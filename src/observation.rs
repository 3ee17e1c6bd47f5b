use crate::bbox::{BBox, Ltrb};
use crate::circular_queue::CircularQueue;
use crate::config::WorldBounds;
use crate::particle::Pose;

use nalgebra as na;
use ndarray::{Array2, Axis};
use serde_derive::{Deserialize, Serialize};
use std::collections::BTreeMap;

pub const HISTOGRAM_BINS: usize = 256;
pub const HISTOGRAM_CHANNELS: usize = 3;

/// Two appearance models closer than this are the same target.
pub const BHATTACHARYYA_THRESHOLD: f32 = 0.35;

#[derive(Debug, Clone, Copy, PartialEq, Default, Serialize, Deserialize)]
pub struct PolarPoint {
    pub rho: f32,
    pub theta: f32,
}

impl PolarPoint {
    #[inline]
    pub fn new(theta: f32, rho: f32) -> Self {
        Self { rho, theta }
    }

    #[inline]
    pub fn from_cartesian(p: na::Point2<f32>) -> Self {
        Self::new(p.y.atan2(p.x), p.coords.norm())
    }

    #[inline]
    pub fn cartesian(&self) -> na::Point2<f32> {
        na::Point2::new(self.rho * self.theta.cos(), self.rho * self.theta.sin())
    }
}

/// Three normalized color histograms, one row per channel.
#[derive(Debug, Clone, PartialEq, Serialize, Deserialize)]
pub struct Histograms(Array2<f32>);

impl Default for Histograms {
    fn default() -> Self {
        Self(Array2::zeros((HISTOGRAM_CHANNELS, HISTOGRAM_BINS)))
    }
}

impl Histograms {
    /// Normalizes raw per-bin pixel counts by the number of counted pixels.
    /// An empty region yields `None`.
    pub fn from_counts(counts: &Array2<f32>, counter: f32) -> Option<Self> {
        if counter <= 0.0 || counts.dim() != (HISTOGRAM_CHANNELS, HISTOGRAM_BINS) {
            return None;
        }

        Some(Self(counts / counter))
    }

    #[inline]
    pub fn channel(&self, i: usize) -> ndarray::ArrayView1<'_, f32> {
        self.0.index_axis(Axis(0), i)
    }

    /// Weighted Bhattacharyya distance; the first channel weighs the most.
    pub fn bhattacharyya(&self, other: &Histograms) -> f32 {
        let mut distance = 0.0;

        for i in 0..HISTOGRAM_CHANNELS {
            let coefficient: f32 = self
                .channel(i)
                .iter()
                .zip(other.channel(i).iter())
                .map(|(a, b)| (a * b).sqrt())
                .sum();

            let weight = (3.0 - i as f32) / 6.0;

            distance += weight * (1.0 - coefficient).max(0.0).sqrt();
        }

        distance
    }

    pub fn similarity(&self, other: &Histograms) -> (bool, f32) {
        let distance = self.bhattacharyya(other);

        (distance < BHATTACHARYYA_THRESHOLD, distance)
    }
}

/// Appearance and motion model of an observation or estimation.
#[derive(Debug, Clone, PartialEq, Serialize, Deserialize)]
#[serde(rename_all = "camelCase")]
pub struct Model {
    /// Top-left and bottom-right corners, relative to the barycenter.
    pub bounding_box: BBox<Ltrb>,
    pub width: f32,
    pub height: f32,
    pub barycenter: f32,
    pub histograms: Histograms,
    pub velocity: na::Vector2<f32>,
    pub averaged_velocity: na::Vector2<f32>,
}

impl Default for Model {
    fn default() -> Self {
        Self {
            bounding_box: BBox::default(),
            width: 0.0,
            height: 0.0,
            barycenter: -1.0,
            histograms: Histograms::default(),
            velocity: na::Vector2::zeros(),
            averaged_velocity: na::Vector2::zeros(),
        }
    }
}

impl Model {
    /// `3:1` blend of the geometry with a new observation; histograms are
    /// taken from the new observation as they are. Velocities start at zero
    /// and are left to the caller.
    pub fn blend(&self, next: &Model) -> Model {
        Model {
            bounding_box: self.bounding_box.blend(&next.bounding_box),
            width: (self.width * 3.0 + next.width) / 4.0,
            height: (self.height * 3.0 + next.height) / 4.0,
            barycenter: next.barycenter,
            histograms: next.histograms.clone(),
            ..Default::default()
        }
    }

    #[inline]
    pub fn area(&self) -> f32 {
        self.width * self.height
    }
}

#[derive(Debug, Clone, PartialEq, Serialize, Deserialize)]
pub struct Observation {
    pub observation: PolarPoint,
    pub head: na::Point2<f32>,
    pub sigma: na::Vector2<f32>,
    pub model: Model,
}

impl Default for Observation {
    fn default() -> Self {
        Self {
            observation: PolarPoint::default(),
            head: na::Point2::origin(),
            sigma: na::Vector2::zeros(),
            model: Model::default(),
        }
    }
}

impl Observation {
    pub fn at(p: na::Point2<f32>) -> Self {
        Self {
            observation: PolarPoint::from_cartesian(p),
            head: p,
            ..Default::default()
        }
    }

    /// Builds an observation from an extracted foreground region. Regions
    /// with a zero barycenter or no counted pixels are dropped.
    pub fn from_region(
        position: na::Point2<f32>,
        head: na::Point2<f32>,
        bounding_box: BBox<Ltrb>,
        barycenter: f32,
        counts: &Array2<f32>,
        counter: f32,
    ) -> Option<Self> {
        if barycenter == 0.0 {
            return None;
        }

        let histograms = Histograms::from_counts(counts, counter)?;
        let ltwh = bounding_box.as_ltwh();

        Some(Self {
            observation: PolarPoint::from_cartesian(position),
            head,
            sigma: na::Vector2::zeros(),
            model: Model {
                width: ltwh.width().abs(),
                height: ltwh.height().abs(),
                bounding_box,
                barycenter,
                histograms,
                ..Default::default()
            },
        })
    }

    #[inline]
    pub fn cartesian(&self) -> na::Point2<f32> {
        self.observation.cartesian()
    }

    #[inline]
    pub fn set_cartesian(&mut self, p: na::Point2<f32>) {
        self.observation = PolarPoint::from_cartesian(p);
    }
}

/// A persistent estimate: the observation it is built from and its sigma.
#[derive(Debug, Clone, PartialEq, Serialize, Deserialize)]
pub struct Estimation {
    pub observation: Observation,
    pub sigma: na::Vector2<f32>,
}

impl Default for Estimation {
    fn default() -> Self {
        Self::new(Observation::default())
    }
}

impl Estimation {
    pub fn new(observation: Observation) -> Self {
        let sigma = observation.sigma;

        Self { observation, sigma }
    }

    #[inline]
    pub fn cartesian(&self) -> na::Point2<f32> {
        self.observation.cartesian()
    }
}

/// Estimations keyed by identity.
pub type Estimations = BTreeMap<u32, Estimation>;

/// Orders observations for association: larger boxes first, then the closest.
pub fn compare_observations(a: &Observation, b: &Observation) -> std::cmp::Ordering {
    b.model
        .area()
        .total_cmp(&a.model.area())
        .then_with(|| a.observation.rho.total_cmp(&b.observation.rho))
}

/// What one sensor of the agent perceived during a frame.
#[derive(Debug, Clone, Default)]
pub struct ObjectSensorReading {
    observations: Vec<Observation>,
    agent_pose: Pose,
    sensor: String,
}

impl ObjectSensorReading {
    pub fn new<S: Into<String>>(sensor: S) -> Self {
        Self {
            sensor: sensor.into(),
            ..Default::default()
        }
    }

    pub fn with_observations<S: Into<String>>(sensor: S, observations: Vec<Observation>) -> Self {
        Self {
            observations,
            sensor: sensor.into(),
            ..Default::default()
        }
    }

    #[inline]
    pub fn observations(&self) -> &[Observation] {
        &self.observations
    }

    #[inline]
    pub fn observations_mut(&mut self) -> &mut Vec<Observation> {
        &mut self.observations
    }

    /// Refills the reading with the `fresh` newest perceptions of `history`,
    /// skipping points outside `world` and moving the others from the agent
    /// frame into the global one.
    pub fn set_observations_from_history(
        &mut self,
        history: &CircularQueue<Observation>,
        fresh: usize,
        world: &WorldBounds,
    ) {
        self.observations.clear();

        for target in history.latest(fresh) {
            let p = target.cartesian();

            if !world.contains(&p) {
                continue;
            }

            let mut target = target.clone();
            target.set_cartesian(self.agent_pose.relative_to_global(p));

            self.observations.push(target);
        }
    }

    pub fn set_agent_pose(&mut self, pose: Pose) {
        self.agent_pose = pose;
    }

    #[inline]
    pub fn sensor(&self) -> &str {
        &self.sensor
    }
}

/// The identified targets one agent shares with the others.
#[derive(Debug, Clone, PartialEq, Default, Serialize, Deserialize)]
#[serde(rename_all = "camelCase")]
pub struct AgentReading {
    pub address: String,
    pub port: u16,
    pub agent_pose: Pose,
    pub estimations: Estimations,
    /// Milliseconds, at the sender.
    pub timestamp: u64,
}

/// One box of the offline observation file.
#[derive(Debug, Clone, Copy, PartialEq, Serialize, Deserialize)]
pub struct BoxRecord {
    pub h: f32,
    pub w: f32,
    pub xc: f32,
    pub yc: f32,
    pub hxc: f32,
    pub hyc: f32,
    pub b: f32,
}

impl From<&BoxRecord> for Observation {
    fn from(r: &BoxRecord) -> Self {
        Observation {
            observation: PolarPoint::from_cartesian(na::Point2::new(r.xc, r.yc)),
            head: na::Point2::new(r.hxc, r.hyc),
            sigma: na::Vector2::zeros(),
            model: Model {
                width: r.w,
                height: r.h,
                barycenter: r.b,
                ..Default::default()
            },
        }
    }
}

◇ ◇ ◇ ◇ ◇

#### Brief:
The lines sought are those in the data above that include the string "first"; copy each one.

#### Solution to this task:
    /// Weighted Bhattacharyya distance; the first channel weighs the most.
/// Orders observations for association: larger boxes first, then the closest.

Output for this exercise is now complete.